The key is to get vet help FAST! Don’t wait around to “see if he’ll get better”. The faster you get him to a vet when something goes wrong, the better chance he has of making it.
First Aid Kit
There are times when your pet gets a minor injury, the power goes out, or you are just not able to get to the vet in an emergency. These situations can be remedied (if only temporarily) with some simple planning ahead. A first aid kit for your hedgie can have many of the things you keep in a human first aid kit. Make sure you know how to use everything in the kit before you are in a situation where your pet’s health counts on it! Also make sure to keep an eye on expiration dates and replace things as needed. Talk to your vet if you need to know what different things are for and how to use them properly.
Some of the things on this list aren’t emergency related, like acidophilus or canned pumpkin. They’re still useful to have on hand when you need them, though, such as if your hedgie gets an upset stomach. Or like lanolin, if your hedgie gets dry ears. Or Rescue Remedy for relieving stress, etc.
Some good things to have in your first aid kit include:
- Card with vet information and contacts
- Emergency cash
- Hand warmers
- Bottled water
- Extra stash of food to last a few days
- Small flash light
- Kitchen or postal scale
- White blankets/liners
- Paper towels
- Roll of toilet paper
- Small scissors
- Human nail clippers
- Cotton swabs/Q-Tips
- Saline rinse (contact lens solution)
- Hydrogen Peroxide
- Chlorhexidine solution (safe topical disinfectant)

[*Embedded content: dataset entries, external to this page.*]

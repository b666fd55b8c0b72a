//! Access to the vendor container dashboard.
//!
//! The control loop talks to [`ContainerDriver`]; [`dashboard::DashboardDriver`]
//! implements it by remote-controlling a browser over the W3C WebDriver protocol.

pub mod dashboard;
pub mod webdriver;

use core::fmt;
use log::warn;
use std::error::Error;
use std::fmt::{Display, Formatter};

use crate::temperature::Temperature;

/// One row of the dashboard's container table, as text.
#[derive(Debug, Clone, PartialEq, Eq)]
pub struct DriverCheck {
    pub name: String,
    pub logged: String,
    pub received: String,
    pub power: String,
    pub setpoint: String,
    /// Unix seconds at which the table was read.
    pub fetched_at: i64,
}

#[derive(Debug)]
pub enum DriverError {
    /// The container cannot accept commands (powered off).
    Execute(String),
    /// Error object returned by the WebDriver endpoint.
    WebDriver { error: String, message: String },
    /// An element did not become visible or clickable in time.
    Timeout(String),
    Transport(String),
    /// The dashboard page did not have the expected shape.
    Layout(String),
    UnknownContainer(String),
    Config(String),
}

impl DriverError {
    pub fn is_no_such_element(&self) -> bool {
        matches!(self, DriverError::WebDriver { error, .. } if error == "no such element")
    }

    pub fn is_not_interactable(&self) -> bool {
        matches!(self, DriverError::WebDriver { error, .. } if error == "element not interactable")
    }

    pub fn is_timeout(&self) -> bool {
        matches!(self, DriverError::Timeout(_))
            || matches!(self, DriverError::WebDriver { error, .. } if error == "timeout")
    }
}

impl Display for DriverError {
    fn fmt(&self, f: &mut Formatter<'_>) -> fmt::Result {
        match self {
            DriverError::Execute(s) => write!(f, "container rejected command: {}", s),
            DriverError::WebDriver { error, message } => write!(f, "webdriver {}: {}", error, message),
            DriverError::Timeout(s) => write!(f, "timed out waiting for {}", s),
            DriverError::Transport(s) => write!(f, "transport error: {}", s),
            DriverError::Layout(s) => write!(f, "unexpected dashboard layout: {}", s),
            DriverError::UnknownContainer(s) => write!(f, "container {} is not listed on the dashboard", s),
            DriverError::Config(s) => write!(f, "driver configuration error: {}", s),
        }
    }
}

impl Error for DriverError {}

pub trait ContainerDriver {
    /// Signs in and reads every container row.
    fn read_checks(&self) -> Result<Vec<DriverCheck>, DriverError>;

    /// Signs in, reads every container row and, when the observed setpoint of
    /// `container` differs from `target`, runs the setpoint command sequence.
    /// Returns the rows read before the command.
    fn set_and_check(&self, container: &str, target: Temperature) -> Result<Vec<DriverCheck>, DriverError>;
}

/// What to do with a container after comparing its row to the requested setpoint.
#[derive(Debug, Clone, Copy, PartialEq, Eq)]
pub enum SetpointAction {
    Apply,
    AlreadyApplied,
    /// The dashboard shows no setpoint; nothing to compare against.
    Unavailable,
}

pub fn setpoint_action(row: &DriverCheck, target: Temperature) -> Result<SetpointAction, DriverError> {
    if row.power.trim() == "Off" {
        return Err(DriverError::Execute(format!("container {} is powered off", row.name)));
    }
    if row.setpoint.trim().is_empty() {
        warn!("Container {}: no setpoint shown on the dashboard", row.name);
        return Ok(SetpointAction::Unavailable);
    }
    match row.setpoint.parse::<Temperature>() {
        Ok(observed) if observed == target => Ok(SetpointAction::AlreadyApplied),
        Ok(_) => Ok(SetpointAction::Apply),
        Err(e) => {
            warn!("Container {}: unreadable setpoint {:?} ({}); applying anyway", row.name, row.setpoint, e);
            Ok(SetpointAction::Apply)
        }
    }
}

// Table cell positions within one container row.
const COL_LOGGED: usize = 0;
const COL_RECEIVED: usize = 1;
const COL_POWER: usize = 3;
const COL_SETPOINT: usize = 5;

/// Pairs container names with the dashboard's grid cells.
///
/// The grid starts with one name cell per container, followed by the value
/// cells of every container row in the same order as `names`.
pub fn parse_check_rows(names: &[String], cells: &[String], fetched_at: i64) -> Result<Vec<DriverCheck>, DriverError> {
    if names.is_empty() {
        return Ok(Vec::new());
    }
    let values = cells.get(names.len()..).ok_or_else(|| {
        DriverError::Layout(format!("{} grid cells for {} containers", cells.len(), names.len()))
    })?;
    let columns = values.len() / names.len();
    if columns <= COL_SETPOINT {
        return Err(DriverError::Layout(format!(
            "{} value cells per container row, expected at least {}",
            columns,
            COL_SETPOINT + 1
        )));
    }

    let rows = names
        .iter()
        .zip(values.chunks(columns))
        .map(|(name, row)| DriverCheck {
            name: name.clone(),
            logged: row[COL_LOGGED].clone(),
            received: row[COL_RECEIVED].clone(),
            power: row[COL_POWER].clone(),
            setpoint: row[COL_SETPOINT].clone(),
            fetched_at,
        })
        .collect();
    Ok(rows)
}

- Neosporin/Polysporin/triple antibiotic ointment
- Water-based lubricant
- Vitamin A/D cream
- Rescue Remedy
- Acidophilus, bene-bac supplement, or plain yogurt
- Lanolin (bag balm/human nipple cream)
- Hill’s A/D canned food
- Pedialyte or generic electrolyte solution
- Boost, Ensure, Pediasurevanilla or strawberry flavor
- Canned pumpkin
- Human first aid kits also work well for many objects, such as bandages and small packets of Neosporin
In our pet hedgies, hibernation can be fatal. Hibernation is when a hedgehog gets too cold or senses shortening daylight hours and shuts down their body for winter. For European hedgies, this is normal. For our desert hedgies, it doesn’t work the same – they don’t hibernate naturally. Being hedgehogs, they technically have the capability of hibernating, though they are not physically built to withstand cold temperatures. After being bred in captivity for many years, our pets have become even more dependent on consistent, high temperatures and steady light cycles to balance their own circadian rhythm. Cold temperatures, sudden drops in temperature, and short or random light cycles can cause a hedgie to attempt hibernation. Once they have entered hibernation there is a period of time where if they are caught and warmed up, they can be saved. Otherwise they are incapable of coming out of the slumber and will die.

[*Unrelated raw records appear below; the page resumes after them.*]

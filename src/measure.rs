//! Client for the thermometer measurement portal.
//!
//! - Blocking `ureq` agent with a cookie jar for the portal session.
//! - The portal has no API: the login form and the measurement table are
//!   extracted from HTML with `regex`.
//! - Pagination follows the `li.next` link, bounded by a page limit and
//!   stopping on a link it already visited.

use chrono::Utc;
use log::{debug, info, warn};
use regex::Regex;
use std::collections::HashSet;
use std::error::Error;
use std::fmt::{self, Display, Formatter};
use std::sync::LazyLock;
use std::time::Duration;
use ureq::ResponseExt;

/// One thermometer row as shown by the portal.
#[derive(Debug, Clone, PartialEq, Eq)]
pub struct DeviceReading {
    pub device_id: String,
    pub device_name: String,
    pub device_group: String,
    /// Value with unit, e.g. `"21.5°C"`.
    pub temperature: String,
    /// Device local time, `%d/%m/%y %H:%M:%S`.
    pub measured_at: String,
    pub fetched_at: i64,
}

#[derive(Debug)]
pub enum MeasureError {
    Transport(String),
    Http { status: u16, url: String },
    Login(String),
    Config(String),
}

impl Display for MeasureError {
    fn fmt(&self, f: &mut Formatter<'_>) -> fmt::Result {
        match self {
            MeasureError::Transport(s) => write!(f, "transport error: {}", s),
            MeasureError::Http { status, url } => write!(f, "http {} from {}", status, url),
            MeasureError::Login(s) => write!(f, "portal login failed: {}", s),
            MeasureError::Config(s) => write!(f, "measurement portal configuration error: {}", s),
        }
    }
}

impl Error for MeasureError {}

pub trait Thermometers {
    fn read_all(&self) -> Result<Vec<DeviceReading>, MeasureError>;
}

#[derive(Debug, Clone)]
pub struct MeasureConfig {
    pub url: String,
    pub login: String,
    pub password: String,
    pub login_field: String,
    pub password_field: String,
    pub max_pages: usize,
}

pub struct MeasureClient {
    config: MeasureConfig,
}

impl MeasureClient {
    pub fn new(config: MeasureConfig) -> Result<Self, MeasureError> {
        if config.url.trim().is_empty() {
            return Err(MeasureError::Config("MEASURE_URL is empty".to_string()));
        }
        if config.login.is_empty() || config.password.is_empty() {
            return Err(MeasureError::Config("MEASURE_LOGIN and MEASURE_PASSWORD are required".to_string()));
        }
        Ok(MeasureClient { config })
    }

    fn fetch(agent: &ureq::Agent, url: &str) -> Result<(String, String), MeasureError> {
        let mut resp = agent.get(url).call().map_err(|e| map_ureq(e, url))?;
        let final_url = resp.get_uri().to_string();
        let body = resp
            .body_mut()
            .read_to_string()
            .map_err(|e| MeasureError::Transport(e.to_string()))?;
        Ok((final_url, body))
    }

    fn sign_in(&self, agent: &ureq::Agent) -> Result<String, MeasureError> {
        let (login_url, login_page) = Self::fetch(agent, &self.config.url)?;
        let params = login_form_params(&login_page, &self.config)?;
        debug!("Posting portal login form with {} field(s) to {}", params.len(), login_url);
        let mut resp = agent
            .post(&login_url)
            .send_form(params.iter().map(|(k, v)| (k.as_str(), v.as_str())))
            .map_err(|e| map_ureq(e, &login_url))?;
        resp.body_mut()
            .read_to_string()
            .map_err(|e| MeasureError::Transport(e.to_string()))
    }
}

impl Thermometers for MeasureClient {
    fn read_all(&self) -> Result<Vec<DeviceReading>, MeasureError> {
        let agent: ureq::Agent = ureq::Agent::config_builder()
            .timeout_global(Some(Duration::from_secs(30)))
            .build()
            .into();

        let mut page = self.sign_in(&agent)?;
        let mut visited = HashSet::new();
        let mut readings = Vec::new();
        let mut pages = 1;
        loop {
            let found = readings_from_page(&page, Utc::now().timestamp());
            debug!("Portal page {}: {} reading(s)", pages, found.len());
            readings.extend(found);

            let Some(href) = next_page_href(&page) else {
                break;
            };
            if !visited.insert(href.clone()) {
                warn!("Portal pagination revisits {}; stopping", href);
                break;
            }
            if pages >= self.config.max_pages {
                warn!("Portal pagination stopped after {} pages", pages);
                break;
            }
            let next_url = join_url(&self.config.url, &href);
            page = Self::fetch(&agent, &next_url)?.1;
            pages += 1;
        }

        info!("Read {} thermometer reading(s) from {} portal page(s)", readings.len(), pages);
        Ok(readings)
    }
}

fn map_ureq(e: ureq::Error, url: &str) -> MeasureError {
    match e {
        ureq::Error::StatusCode(status) => MeasureError::Http {
            status,
            url: url.to_string(),
        },
        other => MeasureError::Transport(other.to_string()),
    }
}

static INPUT: LazyLock<Regex> = LazyLock::new(|| Regex::new(r"(?is)<input\b[^>]*>").expect("invalid regex"));
static ATTRIBUTE: LazyLock<Regex> = LazyLock::new(|| {
    Regex::new(r#"(?i)\b(name|value|type)\s*=\s*(?:"([^"]*)"|'([^']*)')"#).expect("invalid regex")
});
static ROW: LazyLock<Regex> = LazyLock::new(|| Regex::new(r"(?is)<tr\b[^>]*>(.*?)</tr>").expect("invalid regex"));
static CELL: LazyLock<Regex> = LazyLock::new(|| Regex::new(r"(?is)<td\b[^>]*>(.*?)</td>").expect("invalid regex"));
static TAG: LazyLock<Regex> = LazyLock::new(|| Regex::new(r"(?s)<[^>]*>").expect("invalid regex"));
static NEXT_ITEM: LazyLock<Regex> = LazyLock::new(|| {
    Regex::new(r#"(?is)<li\b[^>]*class\s*=\s*["'][^"']*\bnext\b[^"']*["'][^>]*>(.*?)</li>"#).expect("invalid regex")
});
static HREF: LazyLock<Regex> =
    LazyLock::new(|| Regex::new(r#"(?i)href\s*=\s*(?:"([^"]*)"|'([^']*)')"#).expect("invalid regex"));

/// Named `<input>` fields of the login page with credentials filled in.
fn login_form_params(html: &str, config: &MeasureConfig) -> Result<Vec<(String, String)>, MeasureError> {
    let mut params = Vec::new();
    let mut has_login = false;
    let mut has_password = false;
    for input in INPUT.find_iter(html) {
        let mut name = None;
        let mut value = String::new();
        let mut kind = String::new();
        for caps in ATTRIBUTE.captures_iter(input.as_str()) {
            let text = caps.get(2).or_else(|| caps.get(3)).map(|m| m.as_str()).unwrap_or_default();
            match caps[1].to_ascii_lowercase().as_str() {
                "name" => name = Some(text.to_string()),
                "value" => value = decode_entities(text),
                _ => kind = text.to_ascii_lowercase(),
            }
        }
        let Some(name) = name else { continue };
        if kind == "submit" || kind == "button" {
            continue;
        }
        if name == config.login_field {
            has_login = true;
            value = config.login.clone();
        } else if name == config.password_field {
            has_password = true;
            value = config.password.clone();
        }
        params.push((name, value));
    }

    if !has_login || !has_password {
        return Err(MeasureError::Login(format!(
            "login form without {:?}/{:?} fields",
            config.login_field, config.password_field
        )));
    }
    Ok(params)
}

fn table_rows(html: &str) -> Vec<Vec<String>> {
    ROW.captures_iter(html)
        .map(|row| {
            CELL.captures_iter(&row[1])
                .map(|cell| decode_entities(TAG.replace_all(&cell[1], "").trim()))
                .collect()
        })
        .collect()
}

/// Measurement rows have exactly seven cells: two unused, then name, group,
/// value, device time and device id.
fn readings_from_page(html: &str, fetched_at: i64) -> Vec<DeviceReading> {
    table_rows(html)
        .into_iter()
        .filter_map(|row| match <[String; 7]>::try_from(row) {
            Ok([_, _, name, group, value, device_time, id]) => Some(DeviceReading {
                device_id: id,
                device_name: name,
                device_group: group,
                temperature: value,
                measured_at: device_time,
                fetched_at,
            }),
            Err(_) => None,
        })
        .collect()
}

fn next_page_href(html: &str) -> Option<String> {
    let item = NEXT_ITEM.captures_iter(html).last()?;
    let href = HREF.captures_iter(&item[1]).last()?;
    let link = href.get(1).or_else(|| href.get(2))?.as_str();
    Some(decode_entities(link))
}

fn join_url(base: &str, href: &str) -> String {
    if href.starts_with("http://") || href.starts_with("https://") {
        href.to_string()
    } else {
        format!("{}{}", base, href)
    }
}

fn decode_entities(s: &str) -> String {
    s.replace("&nbsp;", " ")
        .replace("&deg;", "°")
        .replace("&#176;", "°")
        .replace("&lt;", "<")
        .replace("&gt;", ">")
        .replace("&quot;", "\"")
        .replace("&#39;", "'")
        .replace("&amp;", "&")
        .trim()
        .to_string()
}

To prevent hibernation, make sure you have a way to keep your hedgehog’s cage a consistent temperature and provide a consistent light cycle. Details on heating and light cycles were discussed in the Housing and Husbandry chapter.
A hedgie that is attempting hibernation will have a cool belly and act lethargic. They may wobble if they walk, or not come out at all from their sleeping area. Unusual behavior should be taken very seriously and be remedied as soon as possible. If you are not sure why your hedgehog is acting strange, please keep him warm and contact your vet.

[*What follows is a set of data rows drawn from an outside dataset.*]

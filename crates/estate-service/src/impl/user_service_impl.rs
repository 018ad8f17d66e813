//! User service implementation.

use crate::cache::{cache_keys, CacheType, EntityCache};
use crate::dto::{CreateUserRequest, UpdateUserRequest, UserResponse};
use crate::user_service::UserService;
use async_trait::async_trait;
use estate_core::{EstateError, EstateResult, User, UserId, ValidateExt};
use estate_repository::UserRepository;
use std::sync::Arc;
use tracing::{debug, info};

/// Cached user service.
///
/// Single users are cached by id and the full list under one collection
/// key. Username lookups always hit the store.
pub struct UserServiceImpl {
    user_repository: Arc<dyn UserRepository>,
    cache: EntityCache,
}

impl UserServiceImpl {
    /// Creates a new user service.
    #[must_use]
    pub fn new(user_repository: Arc<dyn UserRepository>, cache: EntityCache) -> Self {
        Self {
            user_repository,
            cache,
        }
    }

    fn duplicate_username(username: &str) -> EstateError {
        EstateError::duplicate_key(format!("Username '{username}' already exists"))
    }
}

#[async_trait]
impl UserService for UserServiceImpl {
    async fn create_user(&self, request: CreateUserRequest) -> EstateResult<UserResponse> {
        debug!("Creating user: {}", request.username);

        request.validate_request()?;

        if self.user_repository.exists_by_username(&request.username).await? {
            return Err(Self::duplicate_username(&request.username));
        }

        let user = User::new(request.username, request.password, request.nickname);
        let saved_user = self.user_repository.save(&user).await?;

        // The per-id entry is left cold; only the list is now stale.
        self.cache.evict_all(CacheType::UserList).await;

        info!("User created: {}", saved_user.id);
        Ok(UserResponse::from(saved_user))
    }

    async fn get_user(&self, id: UserId) -> EstateResult<Option<UserResponse>> {
        debug!("Getting user: {}", id);

        let cache_key = cache_keys::user_by_id(id);
        if let Some(cached) = self.cache.lookup::<UserResponse>(&cache_key).await {
            debug!("Cache hit for user: {}", id);
            return Ok(Some(cached));
        }

        let Some(user) = self.user_repository.find_by_id(id).await? else {
            return Ok(None);
        };

        let response = UserResponse::from(user);
        self.cache.store(&cache_key, &response).await;
        Ok(Some(response))
    }

    async fn get_user_by_username(&self, username: &str) -> EstateResult<Option<UserResponse>> {
        debug!("Getting user by username: {}", username);

        Ok(self
            .user_repository
            .find_by_username(username)
            .await?
            .map(UserResponse::from))
    }

    async fn list_users(&self) -> EstateResult<Vec<UserResponse>> {
        debug!("Listing users");

        let cache_key = cache_keys::user_list();
        if let Some(cached) = self.cache.lookup::<Vec<UserResponse>>(&cache_key).await {
            debug!("Cache hit for user list");
            return Ok(cached);
        }

        let users: Vec<UserResponse> = self
            .user_repository
            .find_all()
            .await?
            .into_iter()
            .map(UserResponse::from)
            .collect();

        // An empty list is never cached so the next read sees new rows.
        if !users.is_empty() {
            self.cache.store(&cache_key, &users).await;
        }

        Ok(users)
    }

    async fn update_user(&self, request: UpdateUserRequest) -> EstateResult<UserResponse> {
        let id = request.id;
        debug!("Updating user: {}", id);

        request.validate_request()?;

        let mut user = self
            .user_repository
            .find_by_id(id)
            .await?
            .ok_or_else(|| EstateError::not_found("User", id))?;

        if let Some(holder) = self.user_repository.find_by_username(&request.username).await? {
            if holder.id != id {
                return Err(Self::duplicate_username(&request.username));
            }
        }

        user.overwrite(request.username, request.password, request.nickname);
        let updated_user = self.user_repository.update(&user).await?;
        let response = UserResponse::from(updated_user);

        self.cache
            .store(&cache_keys::user_by_id(id), &response)
            .await;
        self.cache.evict_all(CacheType::UserList).await;

        info!("User updated: {}", id);
        Ok(response)
    }

    async fn delete_user(&self, id: UserId) -> EstateResult<()> {
        debug!("Deleting user: {}", id);

        if !self.user_repository.delete(id).await? {
            return Err(EstateError::not_found("User", id));
        }

        self.cache.evict(&cache_keys::user_by_id(id)).await;
        self.cache.evict_all(CacheType::UserList).await;

        info!("User deleted: {}", id);
        Ok(())
    }
}

impl std::fmt::Debug for UserServiceImpl {
    fn fmt(&self, f: &mut std::fmt::Formatter<'_>) -> std::fmt::Result {
        f.debug_struct("UserServiceImpl")
            .field("cache", &self.cache)
            .finish_non_exhaustive()
    }
}

#[cfg(test)]
mod tests {
    use super::*;
    use crate::cache::{CacheExt, CacheInterface, MemoryCache, DEFAULT_TTL};
    use crate::r#impl::test_support::{CountingUserRepository, MockCache};

    struct Fixture {
        service: UserServiceImpl,
        repo: Arc<CountingUserRepository>,
        cache: Arc<MemoryCache>,
    }

    fn fixture() -> Fixture {
        let repo = Arc::new(CountingUserRepository::default());
        let cache = Arc::new(MemoryCache::new());
        let service = UserServiceImpl::new(
            repo.clone(),
            EntityCache::new(cache.clone(), DEFAULT_TTL),
        );
        Fixture {
            service,
            repo,
            cache,
        }
    }

    fn create_request(username: &str) -> CreateUserRequest {
        CreateUserRequest {
            username: username.to_string(),
            password: "secret".to_string(),
            nickname: Some("Nick".to_string()),
        }
    }

    fn update_request(id: UserId, username: &str, nickname: &str) -> UpdateUserRequest {
        UpdateUserRequest {
            id,
            username: username.to_string(),
            password: "changed".to_string(),
            nickname: Some(nickname.to_string()),
        }
    }

    #[tokio::test]
    async fn test_create_user_success() {
        let f = fixture();

        let created = f.service.create_user(create_request("alice")).await.unwrap();

        assert!(created.id.is_assigned());
        assert_eq!(created.username, "alice");
        assert_eq!(created.nickname.as_deref(), Some("Nick"));
        // Writes never warm the per-id entry.
        assert!(f.cache.is_empty());
    }

    #[tokio::test]
    async fn test_create_user_invalid_request() {
        let f = fixture();

        let err = f.service.create_user(create_request(" ")).await.unwrap_err();

        assert!(matches!(err, EstateError::Validation(_)));
        assert!(f.service.list_users().await.unwrap().is_empty());
    }

    #[tokio::test]
    async fn test_get_user_miss_then_hit() {
        let f = fixture();
        let created = f.service.create_user(create_request("alice")).await.unwrap();

        let first = f.service.get_user(created.id).await.unwrap();
        let second = f.service.get_user(created.id).await.unwrap();

        assert_eq!(first, Some(created.clone()));
        assert_eq!(second, first);
        assert_eq!(f.repo.find_by_id_calls(), 1);
    }

    #[tokio::test]
    async fn test_get_missing_user_is_none_and_not_cached() {
        let f = fixture();

        assert_eq!(f.service.get_user(UserId::new(99)).await.unwrap(), None);
        assert_eq!(f.service.get_user(UserId::new(99)).await.unwrap(), None);

        assert_eq!(f.repo.find_by_id_calls(), 2);
        assert!(f.cache.is_empty());
    }

    #[tokio::test]
    async fn test_empty_list_is_not_cached() {
        let f = fixture();

        assert!(f.service.list_users().await.unwrap().is_empty());
        assert!(f.service.list_users().await.unwrap().is_empty());
        assert_eq!(f.repo.find_all_calls(), 2);

        f.service.create_user(create_request("alice")).await.unwrap();
        assert_eq!(f.service.list_users().await.unwrap().len(), 1);
    }

    #[tokio::test]
    async fn test_list_is_cached_until_next_write() {
        let f = fixture();
        let alice = f.service.create_user(create_request("alice")).await.unwrap();

        f.service.list_users().await.unwrap();
        f.service.list_users().await.unwrap();
        assert_eq!(f.repo.find_all_calls(), 1);

        let bob = f.service.create_user(create_request("bob")).await.unwrap();
        let listed = f.service.list_users().await.unwrap();
        assert_eq!(listed, vec![alice.clone(), bob]);
        assert_eq!(f.repo.find_all_calls(), 2);

        f.service
            .update_user(update_request(alice.id, "alice", "Al"))
            .await
            .unwrap();
        assert_eq!(f.service.list_users().await.unwrap()[0].nickname.as_deref(), Some("Al"));
        assert_eq!(f.repo.find_all_calls(), 3);

        f.service.delete_user(alice.id).await.unwrap();
        assert_eq!(f.service.list_users().await.unwrap().len(), 1);
        assert_eq!(f.repo.find_all_calls(), 4);
    }

    #[tokio::test]
    async fn test_update_refreshes_cached_user() {
        let f = fixture();
        let created = f.service.create_user(create_request("alice")).await.unwrap();
        f.service.get_user(created.id).await.unwrap();

        let updated = f
            .service
            .update_user(update_request(created.id, "alice2", "Al"))
            .await
            .unwrap();

        assert_eq!(updated.create_time, created.create_time);
        let cached: Option<UserResponse> = f
            .cache
            .get(&cache_keys::user_by_id(created.id))
            .await
            .unwrap();
        assert_eq!(cached, Some(updated.clone()));

        let calls_before = f.repo.find_by_id_calls();
        assert_eq!(f.service.get_user(created.id).await.unwrap(), Some(updated));
        assert_eq!(f.repo.find_by_id_calls(), calls_before);
    }

    #[tokio::test]
    async fn test_delete_clears_cached_user() {
        let f = fixture();
        let created = f.service.create_user(create_request("alice")).await.unwrap();
        f.service.get_user(created.id).await.unwrap();

        f.service.delete_user(created.id).await.unwrap();

        assert_eq!(
            f.cache.get_raw(&cache_keys::user_by_id(created.id)).await.unwrap(),
            None
        );
        assert_eq!(f.service.get_user(created.id).await.unwrap(), None);
    }

    #[tokio::test]
    async fn test_username_uniqueness() {
        let f = fixture();
        let alice = f.service.create_user(create_request("alice")).await.unwrap();
        let bob = f.service.create_user(create_request("bob")).await.unwrap();

        let err = f.service.create_user(create_request("alice")).await.unwrap_err();
        assert!(err.is_duplicate_key());

        let err = f
            .service
            .update_user(update_request(bob.id, "alice", "B"))
            .await
            .unwrap_err();
        assert!(err.is_duplicate_key());

        // Keeping your own username is not a collision.
        let same = f
            .service
            .update_user(update_request(alice.id, "alice", "A"))
            .await
            .unwrap();
        assert_eq!(same.username, "alice");
    }

    #[tokio::test]
    async fn test_missing_user_writes_are_not_found() {
        let f = fixture();

        let err = f.service.delete_user(UserId::new(5)).await.unwrap_err();
        assert!(err.is_not_found());

        let err = f
            .service
            .update_user(update_request(UserId::new(5), "ghost", "G"))
            .await
            .unwrap_err();
        assert!(err.is_not_found());
    }

    #[tokio::test]
    async fn test_failed_delete_keeps_cached_list() {
        let f = fixture();
        f.service.create_user(create_request("alice")).await.unwrap();
        f.service.list_users().await.unwrap();

        let err = f.service.delete_user(UserId::new(77)).await.unwrap_err();
        assert!(err.is_not_found());

        f.service.list_users().await.unwrap();
        assert_eq!(f.repo.find_all_calls(), 1);
    }

    #[tokio::test]
    async fn test_get_user_by_username_bypasses_cache() {
        let f = fixture();
        f.service.create_user(create_request("alice")).await.unwrap();

        let found = f.service.get_user_by_username("alice").await.unwrap();
        assert_eq!(found.map(|u| u.username), Some("alice".to_string()));
        assert_eq!(f.service.get_user_by_username("nobody").await.unwrap(), None);
        assert!(f.cache.is_empty());
    }

    #[tokio::test]
    async fn test_cache_failures_do_not_fail_requests() {
        let mut cache = MockCache::new();
        cache
            .expect_get_raw()
            .returning(|_| Err(EstateError::Cache("connection refused".into())));
        cache
            .expect_set_raw()
            .returning(|_, _, _| Err(EstateError::Cache("connection refused".into())));
        cache
            .expect_delete()
            .returning(|_| Err(EstateError::Cache("connection refused".into())));
        cache
            .expect_delete_prefix()
            .returning(|_| Err(EstateError::Cache("connection refused".into())));
        cache.expect_backend().return_const("mock");

        let repo = Arc::new(CountingUserRepository::default());
        let cache: Arc<dyn CacheInterface> = Arc::new(cache);
        let service = UserServiceImpl::new(repo.clone(), EntityCache::new(cache, DEFAULT_TTL));

        let created = service.create_user(create_request("alice")).await.unwrap();
        assert!(service.get_user(created.id).await.unwrap().is_some());
        assert_eq!(service.list_users().await.unwrap().len(), 1);
        service
            .update_user(update_request(created.id, "alice", "A"))
            .await
            .unwrap();
        service.delete_user(created.id).await.unwrap();

        assert_eq!(repo.find_by_id_calls(), 2);
    }
}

If you ever find your hedgie hibernating, he needs to be warmed up immediately, but in a gradual manner. Body heat is the best way to do this. Lightly wrap your hedgie in a small blanket or towel and rest him on your belly. You can also use a human heating pad, but they can get very warm so supervision the entire time is necessary. The key here is to start warming him up as soon as possible after realizing he is too cold, but not shock him with sudden hot temperatures. If after 45 minutes or so your hedgie has not responded to warming, something is wrong. Get to your vet immediately.
The after effects of hibernation attempts are bad as well. A hedgehog that has attempted hibernation is likely to try again within a week or two. Make sure the temperature is kept a few degrees over what he is typically fine at just to be safe, and make sure to check on him often. His immune system will be more weak, so take care not to expose him to anything that might make him sick. Be sure to give him lots of love and be thankful you caught him in time!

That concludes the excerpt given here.